Parents oppose plan to expand math offerings

Eunice Lee

About 30 Evanston/Skokie School District 65 parents loudly protested a proposal for middle school geometry classes at the school board meeting Tuesday.

In a departure from protocol, parents stood up and shouted during the meeting, sharply criticizing the proposal as unnecessary and risky. Still, the board expressed its overall support for the program and members said they would convey that message to the administration.

“I’m at pains when I hear the consistent negativity directed towards math teachers coming up in our middle schools,” board member Keith Terry said, to which several parents interjected, saying that Terry misinterpreted their opinions with this statement.
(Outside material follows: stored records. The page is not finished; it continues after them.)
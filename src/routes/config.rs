use axum::extract::State;
use axum::Json;
use serde::Serialize;
use utoipa::ToSchema;

use crate::app::AppState;
use crate::authz::{ActionVerb, Caller, EntityKind};
use crate::errors::AppResult;
use crate::linking::LinkingPolicy;

/// Pack configuration the UI needs: whether to render project-linking
/// controls, and the caller's effective read scope per entity.
#[derive(Debug, Serialize, ToSchema)]
pub struct PackConfigResponse {
    pub project_linking_enabled: bool,
    pub project_linking_required: bool,
    pub read_scopes: ReadScopes,
}

#[derive(Debug, Serialize, ToSchema)]
pub struct ReadScopes {
    pub plans: &'static str,
    pub expenses: &'static str,
    pub vendors: &'static str,
    pub campaigns: &'static str,
}

#[utoipa::path(
    get,
    path = "/api/config",
    tag = "Config",
    responses((status = 200, description = "Pack configuration for the caller", body = PackConfigResponse)),
    security(("bearerAuth" = []))
)]
pub async fn get_config(
    State(state): State<AppState>,
    caller: Caller,
) -> AppResult<Json<PackConfigResponse>> {
    let policy = LinkingPolicy::from_config(&caller.config);

    let read_scopes = ReadScopes {
        plans: state
            .scope
            .resolve(&caller, Some(EntityKind::Plans), ActionVerb::Read)
            .await
            .as_str(),
        expenses: state
            .scope
            .resolve(&caller, Some(EntityKind::Expenses), ActionVerb::Read)
            .await
            .as_str(),
        vendors: state
            .scope
            .resolve(&caller, Some(EntityKind::Vendors), ActionVerb::Read)
            .await
            .as_str(),
        campaigns: state
            .scope
            .resolve(&caller, Some(EntityKind::Campaigns), ActionVerb::Read)
            .await
            .as_str(),
    };

    Ok(Json(PackConfigResponse {
        project_linking_enabled: policy.enabled,
        project_linking_required: policy.required,
        read_scopes,
    }))
}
The proposed program would implement one geometry class at both Haven and Nichols middle schools, said math coordinator Suzanne Farrand, during a presentation to the board. Middle school students who are eligible to take geometry are now taught at Evanston Township High School in an early morning class.
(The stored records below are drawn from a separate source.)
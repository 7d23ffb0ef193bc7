use chrono::{DateTime, Utc};
use serde::{Deserialize, Serialize};
use sqlx::FromRow;
use utoipa::ToSchema;
use uuid::Uuid;

use crate::errors::AppError;
use crate::utils::parse_amount;

/// A marketing plan. Plans carry no ownership column: `own`-scoped access
/// to them always resolves to nothing.
#[derive(Debug, Clone, Serialize, Deserialize, ToSchema)]
pub struct Plan {
    pub id: Uuid,
    pub name: String,
    pub description: Option<String>,
    pub plan_type_id: Option<Uuid>,
    pub vendor_id: Option<Uuid>,
    pub amount: f64,
    pub start_date: Option<DateTime<Utc>>,
    pub end_date: Option<DateTime<Utc>>,
    /// Linked external project, when project linking is in use.
    pub project_id: Option<Uuid>,
    pub created_at: DateTime<Utc>,
    pub updated_at: DateTime<Utc>,
    pub deleted_at: Option<DateTime<Utc>>,
}

impl Plan {
    pub fn with_project(mut self, project_id: Option<Uuid>) -> Self {
        self.project_id = project_id;
        self
    }
}

#[derive(Debug, Clone, FromRow)]
pub struct DbPlan {
    pub id: Uuid,
    pub name: String,
    pub description: Option<String>,
    pub plan_type_id: Option<Uuid>,
    pub vendor_id: Option<Uuid>,
    pub amount: String,
    pub start_date: Option<DateTime<Utc>>,
    pub end_date: Option<DateTime<Utc>>,
    pub created_at: DateTime<Utc>,
    pub updated_at: DateTime<Utc>,
    pub deleted_at: Option<DateTime<Utc>>,
}

impl TryFrom<DbPlan> for Plan {
    type Error = AppError;

    fn try_from(value: DbPlan) -> Result<Self, Self::Error> {
        Ok(Plan {
            id: value.id,
            name: value.name,
            description: value.description,
            plan_type_id: value.plan_type_id,
            vendor_id: value.vendor_id,
            amount: parse_amount(&value.amount)?,
            start_date: value.start_date,
            end_date: value.end_date,
            project_id: None,
            created_at: value.created_at,
            updated_at: value.updated_at,
            deleted_at: value.deleted_at,
        })
    }
}

#[derive(Debug, Deserialize, ToSchema)]
pub struct PlanCreateRequest {
    #[schema(example = "Q3 Social Push")]
    pub name: String,
    pub description: Option<String>,
    pub plan_type_id: Option<Uuid>,
    pub vendor_id: Option<Uuid>,
    #[schema(example = 15000.0)]
    pub amount: f64,
    pub start_date: Option<DateTime<Utc>>,
    pub end_date: Option<DateTime<Utc>>,
    /// Required when the caller's pack requires project linking.
    pub project_id: Option<String>,
}

#[derive(Debug, Deserialize, ToSchema)]
pub struct PlanUpdateRequest {
    pub name: Option<String>,
    pub description: Option<String>,
    pub plan_type_id: Option<Uuid>,
    pub vendor_id: Option<Uuid>,
    pub amount: Option<f64>,
    pub start_date: Option<DateTime<Utc>>,
    pub end_date: Option<DateTime<Utc>>,
    /// Absent: link untouched. Null or empty: clear. Value: replace.
    #[serde(default, deserialize_with = "crate::linking::patch_field")]
    #[schema(value_type = Option<String>)]
    pub project_id: Option<Option<String>>,
}
//! Project linking policy
//!
//! Plans and expenses may optionally be associated with one external
//! project. Whether that association is available, and whether it is
//! mandatory, comes from the caller's pack configuration. The store half
//! of this module persists the links; the policy half decides what a
//! create/update payload is allowed to do to them.

pub mod store;

use serde::{Deserialize, Deserializer, Serialize};
use uuid::Uuid;

use crate::authz::PackConfig;
use crate::errors::AppError;

pub use store::LinkTarget;

/// Derived linking policy. `required` can never hold without `enabled`,
/// even if the raw flags disagree.
#[derive(Debug, Clone, Copy, PartialEq, Eq, Serialize)]
pub struct LinkingPolicy {
    pub enabled: bool,
    pub required: bool,
}

impl LinkingPolicy {
    pub fn from_config(config: &PackConfig) -> Self {
        let enabled = config.enable_project_linking;
        Self {
            enabled,
            required: enabled && config.require_project_linking,
        }
    }
}

/// What a create/update payload does to an entity's project link.
#[derive(Debug, Clone, Copy, PartialEq, Eq)]
pub enum LinkChange {
    /// Field absent from the payload: leave the link untouched.
    Keep,
    /// Explicit null or empty string: remove the link.
    Clear,
    /// Replace the link with the given project.
    Set(Uuid),
}

/// Validate a `project_id` payload field against the linking policy.
///
/// `field` is tri-state: `None` means the field was absent, `Some(None)`
/// an explicit null. `creating` tightens the absent case: a create without
/// a project id violates a `required` policy, while an update merely
/// leaves the existing link alone.
pub fn resolve_link_change(
    policy: LinkingPolicy,
    field: Option<Option<String>>,
    creating: bool,
) -> Result<LinkChange, AppError> {
    let raw = match field {
        None => {
            if creating && policy.required {
                return Err(AppError::validation("project_id is required"));
            }
            return Ok(LinkChange::Keep);
        }
        Some(raw) => raw.filter(|value| !value.trim().is_empty()),
    };

    match raw {
        None => {
            if policy.required {
                return Err(AppError::validation(
                    "project link is required and cannot be cleared",
                ));
            }
            Ok(LinkChange::Clear)
        }
        Some(value) => {
            if !policy.enabled {
                return Err(AppError::validation("project linking is not enabled"));
            }
            let project_id = Uuid::parse_str(&value)
                .map_err(|_| AppError::validation("project_id must be a valid UUID"))?;
            Ok(LinkChange::Set(project_id))
        }
    }
}

/// Deserializer for tri-state patch fields: distinguishes an absent field
/// (use with `#[serde(default)]`) from an explicit `null`.
pub fn patch_field<'de, D>(deserializer: D) -> Result<Option<Option<String>>, D::Error>
where
    D: Deserializer<'de>,
{
    Option::<String>::deserialize(deserializer).map(Some)
}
Four board members expressed support for the program, while two opposed it.

“There are parents there that want this,” board member Katie Bailey said. “I see no reason to not offer them that choice.”

Board members said successful programs, such as African-Centered Curriculum and Two-Way Immersion programs, also had no proven record in the district, but still flourished.

But parents expressed concern that their students were being submitted to an “experiment” that might garner “good” results rather than the “great” results produced by the high school program.

“I appreciate having a choice as a parent, but logically it doesn’t make sense to me, this duplication of effort,” parent Irene Freeman said.

Many parents offered anecdotes about their children’s enthusiasm about the existing geometry program, and opposed the idea that implementing the new geometry classes might increase the class sizes of lower-level math classes. Others mentioned the need for the district to prioritize and refrain from tinkering with such a successful program.

One parent, Pam Waymack, presented her own survey showing that fewer than 20 percent of parents want geometry classes in District 65.

ETHS geometry teacher John Benson also made a presentation about the difficulties in teaching geometry and the unlikelihood that the middle school teachers will be well-equipped to teach the subject, especially because of the use of proofs in problem-solving.

“Geometry is a significantly different class than any other math class,” Benson said. “In geometry, every problem is different.”

Board Vice President Jerome Summers sided with the parents who were at the meeting and expressed opposition to the proposal.

“Education should inspire greater learning, and that’s what the high school program does,” he said. “Bottom line: I like it at the high school.”

After a five-minute break, the board discussed an update to a strategic planning committee, an advisory group which will recommend a five-year plan to the board. The committee will consist of administrators, board members, parents and teachers who will discuss the plan in meetings throughout the year.

Only a handful of parents remained.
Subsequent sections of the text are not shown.